La voce che sta girando forte arriva da Alfredo Pedullà: Tyrique George, classe 2006 del Chelsea, sarebbe stato proposto alla Roma nelle ultime ore. La risposta, però, sarebbe stata fredda: Gasperini vuole un esterno offensivo più pronto, dopo aver già investito su profili giovani.
Perché questa storia fa rumore: la scorsa estate e “l’orgoglio ferito”
Perché Roma-George non è una pista nata oggi.
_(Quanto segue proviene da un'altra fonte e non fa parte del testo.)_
impl ConduitInner {
    fn phase(&self) -> Phase {
        *self.phase.lock().expect("phase lock")
    }

    fn set_phase(&self, next: Phase) {
        *self.phase.lock().expect("phase lock") = next;
    }

    /// Announce readiness after the handshake. The reader task can degrade
    /// or terminate the conduit while the handshake future is still
    /// resolving; that verdict stands and readiness is refused.
    fn promote_to_ready(&self) -> Result<(), ConduitError> {
        let mut phase = self.phase.lock().expect("phase lock");
        match *phase {
            Phase::Degraded => Err(self.degraded_error()),
            Phase::Terminated => Err(self.terminated_error()),
            Phase::Unstarted | Phase::Starting | Phase::Ready => {
                *phase = Phase::Ready;
                Ok(())
            }
        }
    }

    fn degraded_error(&self) -> ConduitError {
        ConduitError::Degraded {
            server: self.server.name.clone(),
        }
    }

    fn terminated_error(&self) -> ConduitError {
        ConduitError::Terminated {
            server: self.server.name.clone(),
        }
    }

    fn transport_error(&self, message: impl Into<String>) -> ConduitError {
        ConduitError::Transport {
            server: self.server.name.clone(),
            message: message.into(),
        }
    }

    async fn start(self: &Arc<Self>) -> Result<(), ConduitError> {
        self.set_phase(Phase::Starting);

        let handshake = tokio::time::timeout(self.settings.startup_timeout, async {
            self.spawn_child().await?;
            self.initialize_sequence().await
        })
        .await;

        match handshake {
            Ok(Ok(())) => {
                if let Err(err) = self.promote_to_ready() {
                    warn!(server = %self.server.name, %err, "conduit lost during handshake");
                    return Err(err);
                }
                info!(server = %self.server.name, "capability server ready");
                Ok(())
            }
            Ok(Err(err)) => {
                warn!(server = %self.server.name, %err, "handshake failed");
                self.terminate().await;
                Err(err)
            }
            Err(_elapsed) => {
                warn!(
                    server = %self.server.name,
                    timeout = ?self.settings.startup_timeout,
                    "handshake timed out"
                );
                self.terminate().await;
                Err(ConduitError::Timeout {
                    server: self.server.name.clone(),
                    timeout: self.settings.startup_timeout,
                })
            }
        }
    }

    async fn spawn_child(self: &Arc<Self>) -> Result<(), ConduitError> {
        let mut command = Command::new(&self.server.command);
        command
            .stdin(Stdio::piped())
            .stdout(Stdio::piped())
            .stderr(Stdio::piped())
            .kill_on_drop(true);
        if !self.server.args.is_empty() {
            command.args(&self.server.args);
        }
        for (key, value) in &self.server.env {
            command.env(key, value);
        }

        let mut child = command.spawn().map_err(|source| ConduitError::Spawn {
            server: self.server.name.clone(),
            source,
        })?;

        let stdin = child
            .stdin
            .take()
            .ok_or_else(|| self.transport_error("failed to capture server stdin"))?;
        let stdout = child
            .stdout
            .take()
            .ok_or_else(|| self.transport_error("failed to capture server stdout"))?;
        let stderr = child.stderr.take();

        {
            let mut writer = self.writer.lock().await;
            *writer = Some(BufWriter::new(stdin));
        }
        {
            let mut state = self.state.lock().await;
            *state = Some(RunningState { child });
        }

        let reader_self = Arc::clone(self);
        tokio::spawn(async move {
            reader_self.reader_loop(stdout).await;
        });
        if let Some(stderr) = stderr {
            tokio::spawn(drain_stderr(self.server.name.clone(), stderr));
        }
        Ok(())
    }

    async fn initialize_sequence(self: &Arc<Self>) -> Result<(), ConduitError> {
        let params = json!({
            "protocolVersion": PROTOCOL_VERSION,
            "clientInfo": {
                "name": env!("CARGO_PKG_NAME"),
                "version": env!("CARGO_PKG_VERSION")
            },
            "capabilities": {}
        });
        self.request("initialize", params, self.settings.startup_timeout)
            .await?;
        self.send_notification("notifications/initialized", json!({}))
            .await?;
        Ok(())
    }

    async fn request(
        self: &Arc<Self>,
        method: &str,
        params: Value,
        deadline: Duration,
    ) -> Result<Value, ConduitError> {
        match self.phase() {
            Phase::Degraded => return Err(self.degraded_error()),
            Phase::Terminated => return Err(self.terminated_error()),
            Phase::Unstarted | Phase::Starting | Phase::Ready => {}
        }

        let id = self.id_counter.fetch_add(1, Ordering::SeqCst);
        let (tx, rx) = oneshot::channel();
        {
            let mut pending = self.pending.lock().await;
            pending.insert(id, tx);
        }

        let payload = json!({
            "jsonrpc": "2.0",
            "id": id,
            "method": method,
            "params": params
        });
        if let Err(err) = self.write_message(&payload).await {
            self.pending.lock().await.remove(&id);
            self.degrade("stdin write failed").await;
            return Err(err);
        }

        match tokio::time::timeout(deadline, rx).await {
            Ok(Ok(Ok(value))) => {
                let result = value.get("result").cloned().unwrap_or(Value::Null);
                Ok(result)
            }
            Ok(Ok(Err(err))) => Err(err),
            Ok(Err(_closed)) => Err(ConduitError::Cancelled {
                server: self.server.name.clone(),
            }),
            Err(_elapsed) => {
                // Drop the entry so a late response is discarded as unmatched
                // instead of resolving a caller that already gave up.
                self.pending.lock().await.remove(&id);
                debug!(
                    server = %self.server.name,
                    request_id = id,
                    method,
                    "request deadline elapsed"
                );
                Err(ConduitError::Timeout {
                    server: self.server.name.clone(),
                    timeout: deadline,
                })
            }
        }
    }

    async fn reader_loop(self: Arc<Self>, stdout: ChildStdout) {
        let mut lines = BufReader::new(stdout).lines();
        let end = loop {
            match lines.next_line().await {
                Ok(Some(raw)) => {
                    let trimmed = raw.trim();
                    if trimmed.is_empty() {
                        continue;
                    }
                    match serde_json::from_str::<Value>(trimmed) {
                        Ok(value) => {
                            if let Err(err) = self.route_inbound(value).await {
                                warn!(
                                    server = %self.server.name,
                                    %err,
                                    "failed to process message from capability server"
                                );
                            }
                        }
                        Err(source) => {
                            warn!(
                                server = %self.server.name,
                                line = raw,
                                %source,
                                "non-JSON frame on stdout"
                            );
                            break ReadEnd::Violation;
                        }
                    }
                }
                Ok(None) => break ReadEnd::Eof,
                Err(err) => {
                    warn!(server = %self.server.name, %err, "stdout read failed");
                    break ReadEnd::Eof;
                }
            }
        };

        match end {
            ReadEnd::Violation => self.degrade("malformed frame").await,
            ReadEnd::Eof => self.handle_stream_end().await,
        }
    }

    /// Stdout closed: decide between process death (terminate, fail pending
    /// fast) and a live process that shut its pipe (degrade, pending run out
    /// via their own deadlines).
    async fn handle_stream_end(&self) {
        if self.phase() == Phase::Terminated {
            return;
        }

        let exit_status = {
            let mut state = self.state.lock().await;
            match state.as_mut() {
                Some(running) => {
                    match tokio::time::timeout(EXIT_GRACE, running.child.wait()).await {
                        Ok(Ok(status)) => Some(status),
                        Ok(Err(err)) => {
                            debug!(server = %self.server.name, %err, "wait on child failed");
                            None
                        }
                        Err(_still_running) => None,
                    }
                }
                None => return,
            }
        };

        match exit_status {
            Some(status) => {
                warn!(
                    server = %self.server.name,
                    code = ?status.code(),
                    "capability server exited"
                );
                self.terminate().await;
            }
            None => self.degrade("stdout closed while process alive").await,
        }
    }

    async fn route_inbound(&self, value: Value) -> Result<(), ConduitError> {
        if let Some(id) = value.get("id").cloned() {
            if value.get("method").is_some() {
                self.refuse_server_request(id, value).await
            } else {
                self.handle_response(id, value).await;
                Ok(())
            }
        } else if let Some(method) = value.get("method").and_then(Value::as_str) {
            debug!(
                server = %self.server.name,
                method,
                "ignoring notification from capability server"
            );
            Ok(())
        } else {
            Ok(())
        }
    }

    async fn handle_response(&self, id: Value, value: Value) {
        let key = match response_key(&id) {
            Some(key) => key,
            None => {
                debug!(server = %self.server.name, ?id, "response with unusable id");
                return;
            }
        };

        let responder = {
            let mut pending = self.pending.lock().await;
            pending.remove(&key)
        };

        match responder {
            Some(sender) => {
                let outcome = if value.get("error").is_some() {
                    Err(self.rpc_error(&value))
                } else {
                    Ok(value)
                };
                let _ = sender.send(outcome);
            }
            None => {
                debug!(
                    server = %self.server.name,
                    response_id = key,
                    "dropping response for unknown request"
                );
            }
        }
    }

    fn rpc_error(&self, value: &Value) -> ConduitError {
        let Some(error) = value.get("error").and_then(Value::as_object) else {
            return ConduitError::Rpc {
                server: self.server.name.clone(),
                code: -32000,
                message: "missing error payload".to_string(),
            };
        };
        let code = error.get("code").and_then(Value::as_i64).unwrap_or(-32000);
        let mut message = error
            .get("message")
            .and_then(Value::as_str)
            .unwrap_or("unknown error")
            .to_string();
        // The data member holds the server's machine-readable detail; it
        // travels with the diagnostic into the stored record.
        if let Some(data) = error.get("data").filter(|data| !data.is_null()) {
            message.push_str(&format!("; data: {data}"));
        }
        ConduitError::Rpc {
            server: self.server.name.clone(),
            code,
            message,
        }
    }

    /// The bridge exposes no client-side methods, so every server-initiated
    /// request gets a method-not-found reply instead of a stalled server.
    async fn refuse_server_request(&self, id: Value, value: Value) -> Result<(), ConduitError> {
        let method = value
            .get("method")
            .and_then(Value::as_str)
            .unwrap_or_default();
        debug!(
            server = %self.server.name,
            method,
            "refusing server-initiated request"
        );
        let mut payload = json!({
            "jsonrpc": "2.0",
            "error": {
                "code": -32601,
                "message": format!("bridge does not implement method '{method}'"),
            }
        });
        if let Value::Object(ref mut map) = payload {
            map.insert("id".to_string(), id);
        }
        self.write_message(&payload).await
    }

    async fn send_notification(&self, method: &str, params: Value) -> Result<(), ConduitError> {
        let payload = json!({
            "jsonrpc": "2.0",
            "method": method,
            "params": params
        });
        self.write_message(&payload).await
    }

    async fn write_message(&self, message: &Value) -> Result<(), ConduitError> {
        let encoded =
            serde_json::to_string(message).map_err(|source| ConduitError::InvalidJson {
                server: self.server.name.clone(),
                source,
            })?;

        let mut writer = self.writer.lock().await;
        let stream = writer
            .as_mut()
            .ok_or_else(|| self.transport_error("writer not initialised"))?;
        stream
            .write_all(encoded.as_bytes())
            .await
            .map_err(|source| self.transport_error(source.to_string()))?;
        stream
            .write_all(b"\n")
            .await
            .map_err(|source| self.transport_error(source.to_string()))?;
        stream
            .flush()
            .await
            .map_err(|source| self.transport_error(source.to_string()))?;
        Ok(())
    }

    async fn degrade(&self, reason: &str) {
        {
            let mut phase = self.phase.lock().expect("phase lock");
            if matches!(*phase, Phase::Degraded | Phase::Terminated) {
                return;
            }
            *phase = Phase::Degraded;
        }
        warn!(
            server = %self.server.name,
            reason,
            "conduit degraded; rejecting new requests"
        );
    }

    async fn terminate(&self) {
        self.set_phase(Phase::Terminated);
        {
            let mut writer = self.writer.lock().await;
            *writer = None;
        }

        let mut state = self.state.lock().await;
        if let Some(mut running) = state.take() {
            if let Err(err) = running.child.kill().await {
                debug!(
                    server = %self.server.name,
                    %err,
                    "failed to kill capability server (may have already exited)"
                );
            }
            let _ = running.child.wait().await;
        }
        drop(state);

        self.fail_all_pending().await;
    }

    async fn fail_all_pending(&self) {
        let mut pending = self.pending.lock().await;
        for (_, sender) in pending.drain() {
            let _ = sender.send(Err(ConduitError::Terminated {
                server: self.server.name.clone(),
            }));
        }
    }
}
Nell’estate 2025 se ne parlò parecchio, poi la trattativa saltò: il nodo fu la richiesta del Chelsea (cifre alte e percentuale sulla rivendita), con la Roma che non accettò quelle condizioni.
Da lì, la reazione social: “ok, allora avanti senza”. Ecco perché l’idea che oggi sia lui a rientrare nel giro proposte suona come un ribaltamento della trama.
Il punto vero: non è “scarso”, è “fuori timing”
George, a livello di profilo, è intrigante: ala sinistra, giovane, valutazione in crescita, e destro di piede (aspetto utile se vuoi un esterno a sinistra che rientri).
Ma il tema Roma oggi è il timing: Gasperini, in una stagione in cui la squadra si è ritrovata spesso corta davanti (tra infortuni e lista UEFA), chiede un’ala che incida subito, non un’altra scommessa “da svezzare”.
La lettura “people-first”: è cambiata la Roma, non solo il mercato
La notizia non è “Roma rifiuta George”, ma Roma rifiuta l’idea di aspettare. È una differenza enorme: significa che, per una volta, la società preferisce un profilo pronto (tipo le piste alla Carrasco/Tzolis di cui si parla) rispetto alla tentazione del talento grezzo.